Unfortunately, RCW and CS are both rather inefficient, requiring many rounds for security. For example, the Cycle Slicer paper uses social security numbers as an example, with \(\mathcal {X}= \{0,1\}^{30}\) and \(\mathcal{S}= \{0,\ldots ,10^9-1\}\), and claims that about 12,000 rounds of Cycle Slicer are needed for security. If we plug an existing, provably-secure cipher like Swap-or-Not (SN) [15] into the construction, we would end up with hundreds of rounds of Swap-or-Not times 12,000 rounds of Cycle Slicer, meaning overall we need millions of Swap-or-Not rounds. If full security [13, 24] is desired, in which ciphers are required to be indistinguishable from random permutations even when adversaries can query all domain points, the situation is even worse.

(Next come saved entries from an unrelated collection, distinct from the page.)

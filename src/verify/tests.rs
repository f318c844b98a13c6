use super::*;
use crate::metainfo::{File, Info};
use sha1::{Digest, Sha1};
use std::fs;
use std::path::PathBuf;
use tempfile::TempDir;

fn sha1(data: &[u8]) -> [u8; 20] {
    let mut hasher = Sha1::new();
    hasher.update(data);
    hasher.finalize().into()
}

/// Builds an `Info` whose piece hashes match the given file contents.
fn info_for(piece_length: u64, files: &[(&str, &[u8])]) -> Info {
    let mut stream = Vec::new();
    let mut entries = Vec::new();
    let mut offset = 0u64;

    for (name, contents) in files {
        entries.push(File {
            path: PathBuf::from(name),
            length: contents.len() as u64,
            offset,
        });
        offset += contents.len() as u64;
        stream.extend_from_slice(contents);
    }

    let pieces = stream.chunks(piece_length as usize).map(sha1).collect();

    Info {
        name: "test".to_string(),
        piece_length,
        pieces,
        files: entries,
        total_length: offset,
        private: false,
    }
}

fn write_files(temp: &TempDir, files: &[(&str, &[u8])]) {
    for (name, contents) in files {
        fs::write(temp.path().join(name), contents).unwrap();
    }
}

#[test]
fn test_validate_single_file() {
    let temp = TempDir::new().unwrap();
    let data: Vec<u8> = (0..64u8).collect();
    let files: &[(&str, &[u8])] = &[("test.dat", &data)];

    write_files(&temp, files);
    let info = info_for(16, files);

    validate(&info, temp.path()).unwrap();
}

#[test]
fn test_validate_short_final_piece() {
    let temp = TempDir::new().unwrap();
    let files: &[(&str, &[u8])] = &[("test.dat", b"abcdefghij")];

    write_files(&temp, files);
    let info = info_for(4, files);
    assert_eq!(info.pieces.len(), 3);

    validate(&info, temp.path()).unwrap();
}

#[test]
fn test_validate_two_files() {
    // Piece size 4 over a 4-byte and a 2-byte file: piece 0 is all of "a",
    // piece 1 is the 2-byte remainder from "b", hashed without padding.
    let temp = TempDir::new().unwrap();
    let files: &[(&str, &[u8])] = &[("a", b"abcd"), ("b", b"ef")];

    write_files(&temp, files);
    let info = info_for(4, files);
    assert_eq!(info.pieces.len(), 2);
    assert_eq!(info.pieces[1], sha1(b"ef"));

    validate(&info, temp.path()).unwrap();
}

#[test]
fn test_corruption_fails_fast_with_file_and_piece() {
    let temp = TempDir::new().unwrap();
    let files: &[(&str, &[u8])] = &[("a", b"abcd"), ("b", b"ef")];
    let info = info_for(4, files);

    // Corrupt a byte inside piece 0 of file "a".
    write_files(&temp, &[("a", b"aXcd"), ("b", b"ef")]);

    match validate(&info, temp.path()) {
        Err(ValidationError::PieceMismatch { file, piece }) => {
            assert_eq!(file, PathBuf::from("a"));
            assert_eq!(piece, 0);
        }
        other => panic!("expected piece mismatch, got {:?}", other),
    }
}

#[test]
fn test_final_partial_piece_attributed_to_last_file() {
    let temp = TempDir::new().unwrap();
    let files: &[(&str, &[u8])] = &[("a", b"abcd"), ("b", b"ef")];
    let info = info_for(4, files);

    // Corrupt the 2-byte remainder that forms the final piece.
    write_files(&temp, &[("a", b"abcd"), ("b", b"eX")]);

    match validate(&info, temp.path()) {
        Err(ValidationError::PieceMismatch { file, piece }) => {
            assert_eq!(file, PathBuf::from("b"));
            assert_eq!(piece, 1);
        }
        other => panic!("expected piece mismatch, got {:?}", other),
    }
}

#[test]
fn test_piece_spanning_file_boundary() {
    let temp = TempDir::new().unwrap();
    let files: &[(&str, &[u8])] = &[("a", b"abc"), ("b", b"defgh")];

    write_files(&temp, files);
    let info = info_for(4, files);

    validate(&info, temp.path()).unwrap();

    // A piece completed by the second file is attributed to it on mismatch.
    write_files(&temp, &[("a", b"abc"), ("b", b"Xefgh")]);
    match validate(&info, temp.path()) {
        Err(ValidationError::PieceMismatch { file, piece }) => {
            assert_eq!(file, PathBuf::from("b"));
            assert_eq!(piece, 0);
        }
        other => panic!("expected piece mismatch, got {:?}", other),
    }
}

#[test]
fn test_zero_length_file() {
    let temp = TempDir::new().unwrap();
    let files: &[(&str, &[u8])] = &[("empty", b""), ("data", b"abcd")];

    write_files(&temp, files);
    let info = info_for(4, files);

    validate(&info, temp.path()).unwrap();
}

#[test]
fn test_zero_length_file_must_exist() {
    let temp = TempDir::new().unwrap();
    let files: &[(&str, &[u8])] = &[("empty", b""), ("data", b"abcd")];
    let info = info_for(4, files);

    // Only write the non-empty file; the empty entry must still be openable.
    write_files(&temp, &[("data", b"abcd")]);

    match validate(&info, temp.path()) {
        Err(ValidationError::Io { file, .. }) => assert_eq!(file, PathBuf::from("empty")),
        other => panic!("expected io error, got {:?}", other),
    }
}

#[test]
fn test_missing_file() {
    let temp = TempDir::new().unwrap();
    let files: &[(&str, &[u8])] = &[("gone.dat", b"abcd")];
    let info = info_for(4, files);

    match validate(&info, temp.path()) {
        Err(ValidationError::Io { file, .. }) => assert_eq!(file, PathBuf::from("gone.dat")),
        other => panic!("expected io error, got {:?}", other),
    }
}

#[test]
fn test_file_shorter_than_declared() {
    let temp = TempDir::new().unwrap();
    let files: &[(&str, &[u8])] = &[("test.dat", b"abcdefgh")];
    let info = info_for(4, files);

    write_files(&temp, &[("test.dat", b"abcde")]);

    assert!(matches!(
        validate(&info, temp.path()),
        Err(ValidationError::MetadataMismatch(_))
    ));
}

#[test]
fn test_file_longer_than_declared() {
    // Only the declared length is consumed; trailing bytes on disk are
    // ignored.
    let temp = TempDir::new().unwrap();
    let files: &[(&str, &[u8])] = &[("test.dat", b"abcd")];
    let info = info_for(4, files);

    write_files(&temp, &[("test.dat", b"abcdEXTRA")]);

    validate(&info, temp.path()).unwrap();
}

#[test]
fn test_hash_list_too_long() {
    let temp = TempDir::new().unwrap();
    let files: &[(&str, &[u8])] = &[("test.dat", b"abcdefgh")];

    write_files(&temp, files);
    let mut info = info_for(4, files);
    info.pieces.push([0u8; 20]);

    assert!(matches!(
        validate(&info, temp.path()),
        Err(ValidationError::MetadataMismatch(_))
    ));
}

#[test]
fn test_hash_list_too_short() {
    let temp = TempDir::new().unwrap();
    let files: &[(&str, &[u8])] = &[("test.dat", b"abcdefgh")];

    write_files(&temp, files);
    let mut info = info_for(4, files);
    info.pieces.pop();

    assert!(matches!(
        validate(&info, temp.path()),
        Err(ValidationError::MetadataMismatch(_))
    ));
}

#[test]
fn test_validate_subdirectory_paths() {
    let temp = TempDir::new().unwrap();
    fs::create_dir(temp.path().join("dir")).unwrap();

    let files: &[(&str, &[u8])] = &[("dir/a.dat", b"abcdefgh")];
    write_files(&temp, files);
    let info = info_for(4, files);

    validate(&info, temp.path()).unwrap();
}
use super::error::ValidationError;
use crate::metainfo::Info;
use sha1::{Digest, Sha1};
use std::fs;
use std::io::Read;
use std::path::Path;

/// Checks the files described by `info` against their declared piece hashes.
///
/// The declared files are treated as one logical byte stream, read in
/// declared order with each file contributing exactly its declared length,
/// and split into `piece_length`-sized pieces (the last possibly shorter).
/// Each piece is hashed with SHA-1 and compared against the declared hash
/// for its index. Pieces routinely span file boundaries.
///
/// File paths are resolved relative to `root`. Files are opened one at a
/// time; a handle is released before the next file is opened, on every exit
/// path. The pass is synchronous and touches no state outside its own piece
/// buffer.
///
/// Zero-length files must exist and be openable even though they contribute
/// no bytes.
///
/// The piece buffer is allocated at `piece_length` bytes up front. That
/// value comes straight from the metadata, so callers validating torrents
/// from untrusted sources should bound `info.piece_length` to something
/// sane before calling; this function imposes no ceiling of its own.
///
/// # Errors
///
/// Stops at the first failure:
///
/// - [`ValidationError::PieceMismatch`] names the file whose bytes completed
///   the failing piece and the piece index.
/// - [`ValidationError::MetadataMismatch`] when a file is shorter on disk
///   than declared, or the piece count and hash count disagree.
/// - [`ValidationError::Io`] when a file cannot be opened or read.
pub fn validate(info: &Info, root: &Path) -> Result<(), ValidationError> {
    let piece_length = info.piece_length as usize;
    let mut piece = vec![0u8; piece_length];
    let mut filled = 0usize;
    let mut piece_index = 0usize;

    tracing::debug!(
        pieces = info.pieces.len(),
        files = info.files.len(),
        piece_length,
        "validating files"
    );

    // The file whose bytes most recently landed in the piece buffer; a
    // partial final piece is attributed to it.
    let mut last_read: Option<&crate::metainfo::File> = None;

    for entry in &info.files {
        let path = root.join(&entry.path);
        let mut file = fs::File::open(&path).map_err(|source| ValidationError::Io {
            file: entry.path.clone(),
            source,
        })?;

        tracing::trace!(file = %entry.path.display(), length = entry.length, "reading file");

        let mut remaining = entry.length;
        while remaining > 0 {
            let want = ((piece_length - filled) as u64).min(remaining) as usize;
            let n = file
                .read(&mut piece[filled..filled + want])
                .map_err(|source| ValidationError::Io {
                    file: entry.path.clone(),
                    source,
                })?;

            if n == 0 {
                return Err(ValidationError::MetadataMismatch(format!(
                    "file {} is shorter than its declared length of {} bytes",
                    entry.path.display(),
                    entry.length
                )));
            }

            filled += n;
            remaining -= n as u64;
            last_read = Some(entry);

            if filled == piece_length {
                check_piece(info, piece_index, &piece, entry)?;
                piece_index += 1;
                filled = 0;
            }
        }
    }

    // The stream need not end on a piece boundary; the remainder is the
    // final, shorter piece.
    if filled > 0 {
        if let Some(entry) = last_read {
            check_piece(info, piece_index, &piece[..filled], entry)?;
            piece_index += 1;
        }
    }

    if piece_index != info.pieces.len() {
        return Err(ValidationError::MetadataMismatch(format!(
            "declared {} piece hashes but files produce {} pieces",
            info.pieces.len(),
            piece_index
        )));
    }

    tracing::debug!(pieces = piece_index, "validation complete");
    Ok(())
}

fn check_piece(
    info: &Info,
    index: usize,
    data: &[u8],
    entry: &crate::metainfo::File,
) -> Result<(), ValidationError> {
    let expected = info.pieces.get(index).ok_or_else(|| {
        ValidationError::MetadataMismatch(format!(
            "files produce more pieces than the {} declared hashes",
            info.pieces.len()
        ))
    })?;

    let mut hasher = Sha1::new();
    hasher.update(data);
    let actual: [u8; 20] = hasher.finalize().into();

    if actual != *expected {
        tracing::debug!(piece = index, file = %entry.path.display(), "piece hash mismatch");
        return Err(ValidationError::PieceMismatch {
            file: entry.path.clone(),
            piece: index as u32,
        });
    }

    Ok(())
}
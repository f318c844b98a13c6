//! peerbit - torrent metadata decoding and file validation
//!
//! This library decodes the bencode format used by `.torrent` files and
//! verifies downloaded files against the per-piece SHA-1 hashes the
//! metadata declares.
//!
//! # Modules
//!
//! - [`bencode`] - BEP-3 bencode decoding with source-span tracking
//! - [`metainfo`] - Typed projection of torrent metadata, info hash
//! - [`verify`] - Piece-level integrity validation of files on disk
//!
//! # Example
//!
//! ```no_run
//! use peerbit::{Metainfo, validate};
//! use std::path::Path;
//!
//! # fn main() -> Result<(), Box<dyn std::error::Error>> {
//! let data = std::fs::read("example.torrent")?;
//! let metainfo = Metainfo::from_bytes(&data)?;
//! validate(&metainfo.info, Path::new("downloads"))?;
//! # Ok(())
//! # }
//! ```

pub mod bencode;
pub mod metainfo;
pub mod verify;

pub use bencode::{decode, DecodeError, Dict, Span, Value, ValueKind};
pub use metainfo::{File, Info, InfoHash, Metainfo, MetainfoError};
pub use verify::{validate, ValidationError};
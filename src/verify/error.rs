use std::path::PathBuf;
use thiserror::Error;

/// Errors produced by [`validate`](super::validate).
///
/// Validation is fail-fast: the first error stops the pass.
#[derive(Debug, Error)]
pub enum ValidationError {
    /// A piece hashed differently than the metadata declares.
    #[error("piece {piece} hash mismatch in {}", file.display())]
    PieceMismatch {
        /// The file whose bytes completed the failing piece.
        file: PathBuf,
        /// Index of the failing piece.
        piece: u32,
    },

    /// The files on disk and the declared metadata disagree about shape:
    /// piece count vs hash count, or a file shorter than its declared length.
    #[error("metadata mismatch: {0}")]
    MetadataMismatch(String),

    /// A file could not be opened or read.
    #[error("io error on {}: {source}", file.display())]
    Io {
        file: PathBuf,
        source: std::io::Error,
    },
}
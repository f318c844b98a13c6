use bytes::Bytes;

/// The half-open byte range `[start, end)` a decoded value occupied in its
/// source buffer, including the type prefix and terminator.
///
/// Spans let callers hash or copy the exact original serialization of a
/// sub-tree (for example the `info` dictionary of a torrent) without
/// re-serializing the decoded value.
///
/// # Examples
///
/// ```
/// use peerbit::bencode::decode;
///
/// let buf = b"d3:fooi42ee";
/// let value = decode(buf).unwrap();
/// let foo = value.get(b"foo").unwrap();
/// assert_eq!(foo.span().slice(buf), b"i42e");
/// ```
#[derive(Debug, Clone, Copy, PartialEq, Eq)]
pub struct Span {
    /// Offset of the first byte of the value's serialization.
    pub start: usize,
    /// Offset one past the last byte of the value's serialization.
    pub end: usize,
}

impl Span {
    pub fn new(start: usize, end: usize) -> Self {
        Self { start, end }
    }

    /// Length of the range in bytes.
    pub fn len(&self) -> usize {
        self.end - self.start
    }

    pub fn is_empty(&self) -> bool {
        self.start == self.end
    }

    /// Returns the original bytes of this range.
    ///
    /// `buf` must be the same buffer the value was decoded from.
    pub fn slice<'a>(&self, buf: &'a [u8]) -> &'a [u8] {
        &buf[self.start..self.end]
    }

    /// Returns true if `other` lies entirely within this range.
    pub fn contains(&self, other: &Span) -> bool {
        self.start <= other.start && other.end <= self.end
    }
}

/// A decoded bencode value annotated with its source [`Span`].
///
/// Bencode has four data types: integers, byte strings, lists, and
/// dictionaries. [`ValueKind`] represents the shape; `Value` pairs it with
/// the byte range it was decoded from and provides methods for type-safe
/// access.
///
/// # Examples
///
/// ```
/// use peerbit::bencode::decode;
///
/// let value = decode(b"i42e").unwrap();
/// assert_eq!(value.as_integer(), Some(42));
///
/// let value = decode(b"4:spam").unwrap();
/// assert_eq!(value.as_str(), Some("spam"));
/// ```
#[derive(Debug, Clone, PartialEq, Eq)]
pub struct Value {
    kind: ValueKind,
    span: Span,
}

/// The shape of a decoded bencode value.
#[derive(Debug, Clone, PartialEq, Eq)]
pub enum ValueKind {
    /// A signed 64-bit integer.
    Integer(i64),
    /// A byte string (may or may not be valid UTF-8).
    Bytes(Bytes),
    /// An ordered list of values.
    List(Vec<Value>),
    /// A dictionary with byte string keys, in insertion order.
    Dict(Dict),
}

impl Value {
    pub(crate) fn new(kind: ValueKind, span: Span) -> Self {
        Self { kind, span }
    }

    /// The byte range this value occupied in the source buffer.
    pub fn span(&self) -> Span {
        self.span
    }

    pub fn kind(&self) -> &ValueKind {
        &self.kind
    }

    /// Returns the value as an integer, if it is one.
    pub fn as_integer(&self) -> Option<i64> {
        match &self.kind {
            ValueKind::Integer(i) => Some(*i),
            _ => None,
        }
    }

    /// Returns the value as a byte string, if it is one.
    pub fn as_bytes(&self) -> Option<&Bytes> {
        match &self.kind {
            ValueKind::Bytes(b) => Some(b),
            _ => None,
        }
    }

    /// Returns the value as a UTF-8 string, if it is a byte string holding
    /// valid UTF-8.
    pub fn as_str(&self) -> Option<&str> {
        match &self.kind {
            ValueKind::Bytes(b) => std::str::from_utf8(b).ok(),
            _ => None,
        }
    }

    /// Returns the value as a list, if it is one.
    pub fn as_list(&self) -> Option<&[Value]> {
        match &self.kind {
            ValueKind::List(l) => Some(l),
            _ => None,
        }
    }

    /// Returns the value as a dictionary reference, if it is one.
    pub fn as_dict(&self) -> Option<&Dict> {
        match &self.kind {
            ValueKind::Dict(d) => Some(d),
            _ => None,
        }
    }

    /// Consumes the value and returns the dictionary, if it is one.
    pub fn into_dict(self) -> Option<Dict> {
        match self.kind {
            ValueKind::Dict(d) => Some(d),
            _ => None,
        }
    }

    /// Looks up a key in this value if it is a dictionary.
    ///
    /// Returns `None` if the value is not a dictionary or the key is absent.
    ///
    /// # Examples
    ///
    /// ```
    /// use peerbit::bencode::decode;
    ///
    /// let value = decode(b"d3:foo3:bare").unwrap();
    /// assert_eq!(value.get(b"foo").and_then(|v| v.as_str()), Some("bar"));
    /// assert_eq!(value.get(b"missing"), None);
    /// ```
    pub fn get(&self, key: &[u8]) -> Option<&Value> {
        self.as_dict()?.get(key)
    }
}

/// A bencode dictionary: byte string keys mapped to values, preserving the
/// order keys first appeared in the input.
///
/// Keys are unique. Inserting an existing key overwrites its value in place
/// (last write wins) without moving the entry. Lookup is a linear scan,
/// which is fine at torrent-dictionary sizes.
#[derive(Debug, Clone, Default, PartialEq, Eq)]
pub struct Dict {
    entries: Vec<(Bytes, Value)>,
}

impl Dict {
    pub fn new() -> Self {
        Self::default()
    }

    pub fn len(&self) -> usize {
        self.entries.len()
    }

    pub fn is_empty(&self) -> bool {
        self.entries.is_empty()
    }

    /// Looks up a key.
    pub fn get(&self, key: &[u8]) -> Option<&Value> {
        self.entries
            .iter()
            .find(|(k, _)| k.as_ref() == key)
            .map(|(_, v)| v)
    }

    pub fn contains_key(&self, key: &[u8]) -> bool {
        self.get(key).is_some()
    }

    /// Inserts a key-value pair.
    ///
    /// If the key is already present its value is replaced and the entry
    /// keeps its original position; otherwise the pair is appended.
    pub fn insert(&mut self, key: Bytes, value: Value) {
        match self.entries.iter_mut().find(|(k, _)| *k == key) {
            Some((_, v)) => *v = value,
            None => self.entries.push((key, value)),
        }
    }

    /// Iterates entries in insertion order.
    pub fn iter(&self) -> impl Iterator<Item = (&Bytes, &Value)> {
        self.entries.iter().map(|(k, v)| (k, v))
    }

    pub fn keys(&self) -> impl Iterator<Item = &Bytes> {
        self.entries.iter().map(|(k, _)| k)
    }

    pub fn values(&self) -> impl Iterator<Item = &Value> {
        self.entries.iter().map(|(_, v)| v)
    }
}
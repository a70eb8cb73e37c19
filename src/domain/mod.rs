//! Domain models and the living-plan engine
//!
//! Contains the core business logic without any I/O concerns. The
//! impact calculators in [`impact`] are pure functions over an
//! in-memory snapshot of a goal's tasks plus an explicit clock.

mod id;
mod task;
mod goal;
mod span;
mod chain;
mod impact;

pub use id::{GoalId, MilestoneId, TaskId, IdError};
pub use task::{Task, TaskStatus};
pub use goal::{Goal, GoalStatus, GoalFrontmatter};
pub use span::{effective_end, effective_start_end, overlap_days, span_days, is_past};
pub use chain::GoalChain;
pub use impact::{
    delete_impact, reschedule_impact, ConflictInfo, DateUpdate, ImpactError, ImpactReport,
    ImpactStatus,
};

The key idea in this paper is that instead of applying a general transformation to convert any cipher into one that supports domain targeting, perhaps we can instead specifically design ciphers (or slightly modify existing ones) to directly support domain targeting.

Our Results. We take a step toward bringing constant-time domain targeting closer to practice. We propose using what we refer to as targeted ciphers for the task. The idea is to design new ciphers (or find existing ones) that already can support domain targeting with only small modification. Informally, a targeted cipher will proceed in rounds to encipher points in some domain \(\mathcal {X}\), yet can be slightly modified to have the property that after every round, every point \(x \in \mathcal{S}\subseteq \mathcal {X}\) is still mapped to another point in \(\mathcal{S}\). In other words, over the entire course of the algorithm, elements of the target set \(\mathcal{S}\) never “leave” the target set, and every additional round of the cipher further mixes up these elements.

With this informal idea in mind, we present two targeted ciphers and formally analyze their security. Our first targeted cipher, Targeted Swap-or-Not (TSN), is a modification of the Swap-or-Not cipher, proposed by Hoang, Morris, and Rogaway. The second, which achieves the stronger notion of full security, is a new cipher we design and analyze called Mix-Swap-Unmix (MSU). With both ciphers, we achieve a substantial increase in efficiency when compared to constructions that achieve a similar level of security by using a general transformation like Cycle Slicer, bringing domain targeting closer to practicality.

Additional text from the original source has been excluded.